Depois de perder as duas mãos, o pianista João Carlos Martins, um dos mais famosos intérpretes de Bach, acabou descobrindo harmonia na Febem. "Estou dando novo significado à minha vida."

Sua vida tinha mesmo tudo para perder o sentido. Num roteiro digno daqueles inverossímeis filmes de bruxaria, uma espécie de maldição abateu-se sobre a mão direita do pianista. Os dedos foram, aos poucos, quase em câmara lenta, perdendo o movimento. Mas ele não desistiu: imergiu em infindáveis ensaios para executar obras apenas com a mão esquerda e voltou aos palcos diante de platéias perplexas.

O pior estava por vir, como se a maldição não se desse por satisfeita. Um tumor inutilizou, neste ano, também a sua mão esquerda. "Não sobrou nada", resigna-se. Impedido de tirar melodias das teclas, ele tenta aprender a viver em harmonia com a música.

Depois de assumir a direção de uma faculdade de música, o pianista das mãos irrecuperáveis resolveu reger pessoas tidas, por muitos, como integralmente irrecuperáveis --e cujas mãos serviram para esmurrar. Passou a dar aulas a adolescentes da Febem. "É incrível o prazer de vê-los descobrindo os sons e, com isso, descobrindo a si mesmos."

Para que se conheçam e se valorizem, os adolescentes são ensinados, nas primeiras aulas, a tirar sons do próprio corpo, tão acostumados a bater e a apanhar. "Eles aprendem que a música está em qualquer lugar, a começar de si próprios", diz João Carlos Martins, que, entusiasmado com a experiência, procura talentos perdidos.

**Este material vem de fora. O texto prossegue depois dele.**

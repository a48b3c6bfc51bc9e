//! Background synchronization of local ledger mutations to the remote store.
//!
//! Every mutation enqueues a durable outbox entry; a worker task drains the
//! queue in FIFO order, pushing each entry with exponential backoff and
//! removing it only on confirmed remote acknowledgment. An entry whose
//! retry budget is exhausted is marked `failed` and kept for inspection —
//! it is never silently dropped. Failures are reported through the
//! diagnostic channel only and never roll back the local mutation.

use anyhow::Result;
use serde::{Deserialize, Serialize};
use std::path::{Path, PathBuf};
use std::sync::Arc;
use std::time::Duration;
use tokio::sync::{RwLock, mpsc};
use tracing::{debug, warn};
use uuid::Uuid;

use crate::constants::{MAX_SYNC_ATTEMPTS, OUTBOX_FILE, SYNC_INTERVAL_SECS, SYNC_QUEUE_CAPACITY};
use crate::models::{AuthSession, Expense, ExpensePatch};
use crate::remote::{RemoteError, RemoteStore};
use crate::retry::{RetryConfig, retry_with_backoff};
use crate::session::SessionHandle;
use crate::utils::now_ms;

/// One local mutation awaiting remote acknowledgment.
#[derive(Serialize, Deserialize, Debug, Clone, PartialEq)]
#[serde(tag = "op", content = "data", rename_all = "snake_case")]
pub enum SyncOp {
    Insert(Expense),
    Update { id: String, patch: ExpensePatch },
    Delete { id: String },
}

#[derive(Serialize, Deserialize, Debug, Clone, Copy, PartialEq, Eq)]
#[serde(rename_all = "lowercase")]
pub enum EntryStatus {
    Pending,
    Failed,
}

#[derive(Serialize, Deserialize, Debug, Clone, PartialEq)]
pub struct OutboxEntry {
    pub id: String,
    #[serde(flatten)]
    pub op: SyncOp,
    pub attempts: u32,
    pub status: EntryStatus,
    pub created_at: i64,
}

/// Durable pending-operations list, persisted as its own JSON file so
/// unsynced mutations survive a restart.
#[derive(Debug)]
pub struct Outbox {
    path: PathBuf,
    entries: Vec<OutboxEntry>,
}

impl Outbox {
    pub async fn load(data_dir: impl AsRef<Path>) -> Result<Self> {
        let path = data_dir.as_ref().join(OUTBOX_FILE);
        let entries = match tokio::fs::read(&path).await {
            Ok(bytes) => serde_json::from_slice(&bytes)?,
            Err(e) if e.kind() == std::io::ErrorKind::NotFound => Vec::new(),
            Err(e) => return Err(e.into()),
        };
        Ok(Self { path, entries })
    }

    pub async fn enqueue(&mut self, op: SyncOp) -> Result<String> {
        let entry = OutboxEntry {
            id: Uuid::new_v4().to_string(),
            op,
            attempts: 0,
            status: EntryStatus::Pending,
            created_at: now_ms(),
        };
        let id = entry.id.clone();
        self.entries.push(entry);
        self.persist().await?;
        Ok(id)
    }

    /// Pending entries in enqueue (FIFO) order.
    pub fn pending(&self) -> Vec<OutboxEntry> {
        self.entries
            .iter()
            .filter(|e| e.status == EntryStatus::Pending)
            .cloned()
            .collect()
    }

    /// Entries that exhausted their retry budget, kept for inspection.
    pub fn failed(&self) -> Vec<OutboxEntry> {
        self.entries
            .iter()
            .filter(|e| e.status == EntryStatus::Failed)
            .cloned()
            .collect()
    }

    /// Remove an acknowledged entry.
    pub async fn acknowledge(&mut self, id: &str) -> Result<()> {
        self.entries.retain(|e| e.id != id);
        self.persist().await
    }

    /// Count one failed drain attempt. Returns `true` once the entry has
    /// crossed the retry budget and been marked failed.
    pub async fn record_failure(&mut self, id: &str) -> Result<bool> {
        let mut exhausted = false;
        if let Some(entry) = self.entries.iter_mut().find(|e| e.id == id) {
            entry.attempts += 1;
            if entry.attempts >= MAX_SYNC_ATTEMPTS {
                entry.status = EntryStatus::Failed;
                exhausted = true;
            }
        }
        self.persist().await?;
        Ok(exhausted)
    }

    async fn persist(&self) -> Result<()> {
        if let Some(parent) = self.path.parent() {
            tokio::fs::create_dir_all(parent).await?;
        }
        let bytes = serde_json::to_vec(&self.entries)?;
        tokio::fs::write(&self.path, bytes).await?;
        Ok(())
    }
}

/// Handle held by the store: enqueues mutations and nudges the worker.
#[derive(Clone)]
pub struct SyncAdapter {
    outbox: Arc<RwLock<Outbox>>,
    tx: mpsc::Sender<()>,
}

impl SyncAdapter {
    /// Persist the intent and wake the drain task. Never blocks the caller
    /// on the network and never surfaces an error for the mutation itself.
    pub async fn enqueue(&self, op: SyncOp) {
        if let Err(e) = self.outbox.write().await.enqueue(op).await {
            warn!(err = %e, "failed to persist outbox entry");
        }
        self.nudge();
    }

    /// Wake the worker without enqueueing. A full channel means a drain is
    /// already scheduled, so the send result is ignored.
    pub fn nudge(&self) {
        let _ = self.tx.try_send(());
    }

    pub async fn pending_count(&self) -> usize {
        self.outbox.read().await.pending().len()
    }

    pub async fn failed_count(&self) -> usize {
        self.outbox.read().await.failed().len()
    }

    pub async fn failed_entries(&self) -> Vec<OutboxEntry> {
        self.outbox.read().await.failed()
    }
}

/// Start the drain task. It wakes on every nudge and on a periodic
/// interval (the first tick fires immediately, draining entries left over
/// from a previous run).
pub fn spawn(
    remote: Arc<dyn RemoteStore>,
    session: SessionHandle,
    outbox: Outbox,
    retry: RetryConfig,
) -> SyncAdapter {
    let outbox = Arc::new(RwLock::new(outbox));
    let (tx, mut rx) = mpsc::channel::<()>(SYNC_QUEUE_CAPACITY);

    let worker_outbox = outbox.clone();
    tokio::spawn(async move {
        let mut interval = tokio::time::interval(Duration::from_secs(SYNC_INTERVAL_SECS));
        loop {
            tokio::select! {
                received = rx.recv() => {
                    if received.is_none() {
                        break;
                    }
                    drain(remote.as_ref(), &session, &worker_outbox, &retry).await;
                }
                _ = interval.tick() => {
                    drain(remote.as_ref(), &session, &worker_outbox, &retry).await;
                }
            }
        }
        debug!("sync worker stopped");
    });

    SyncAdapter { outbox, tx }
}

/// One drain cycle: push pending entries in FIFO order until the queue is
/// empty or an entry keeps failing (it will be retried next cycle).
async fn drain(
    remote: &dyn RemoteStore,
    session: &SessionHandle,
    outbox: &Arc<RwLock<Outbox>>,
    retry: &RetryConfig,
) {
    let Some(auth) = session.read().await.clone() else {
        return;
    };

    loop {
        let Some(entry) = outbox.read().await.pending().into_iter().next() else {
            break;
        };

        let result = retry_with_backoff(retry, || push_op(remote, &auth, &entry.op)).await;
        match result {
            Ok(()) => {
                debug!(entry_id = %entry.id, "sync entry acknowledged");
                if let Err(e) = outbox.write().await.acknowledge(&entry.id).await {
                    warn!(err = %e, "failed to remove acknowledged outbox entry");
                    break;
                }
            }
            Err(e) => {
                warn!(entry_id = %entry.id, err = %e, "sync push failed");
                match outbox.write().await.record_failure(&entry.id).await {
                    Ok(true) => {
                        warn!(entry_id = %entry.id, "sync entry exhausted its retry budget");
                        // Exhausted entry is out of the pending set; move on.
                    }
                    Ok(false) => break, // wait for the next cycle
                    Err(e) => {
                        warn!(err = %e, "failed to record sync failure");
                        break;
                    }
                }
            }
        }
    }
}

async fn push_op(
    remote: &dyn RemoteStore,
    auth: &AuthSession,
    op: &SyncOp,
) -> Result<(), RemoteError> {
    match op {
        SyncOp::Insert(expense) => remote.insert_expense(auth, expense).await,
        SyncOp::Update { id, patch } => remote.update_expense(auth, id, patch).await,
        SyncOp::Delete { id } => remote.delete_expense(auth, id).await,
    }
}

Como é um óbvio roteiro cinematográfico, a maldição das mãos de João Carlos Martins acabou mesmo virando filme --mas totalmente verossímil, sem nada de ficção. Para o começo do próximo ano, está previsto que entre em circuito comercial nos Estados Unidos e na Europa um documentário sobre a luta desesperada de João Carlos Martins.

Com a ajuda do maestro Julio Medaglia, João Carlos Martins estuda quatro horas por dia e quer voltar aos palcos, desta vez como regente. Se já não prestam para tirar as notas do piano, os dedos conseguem, pelo menos, segurar a batuta --a doce vingança contra a "maldição". Foram-se as mãos, ficou a música.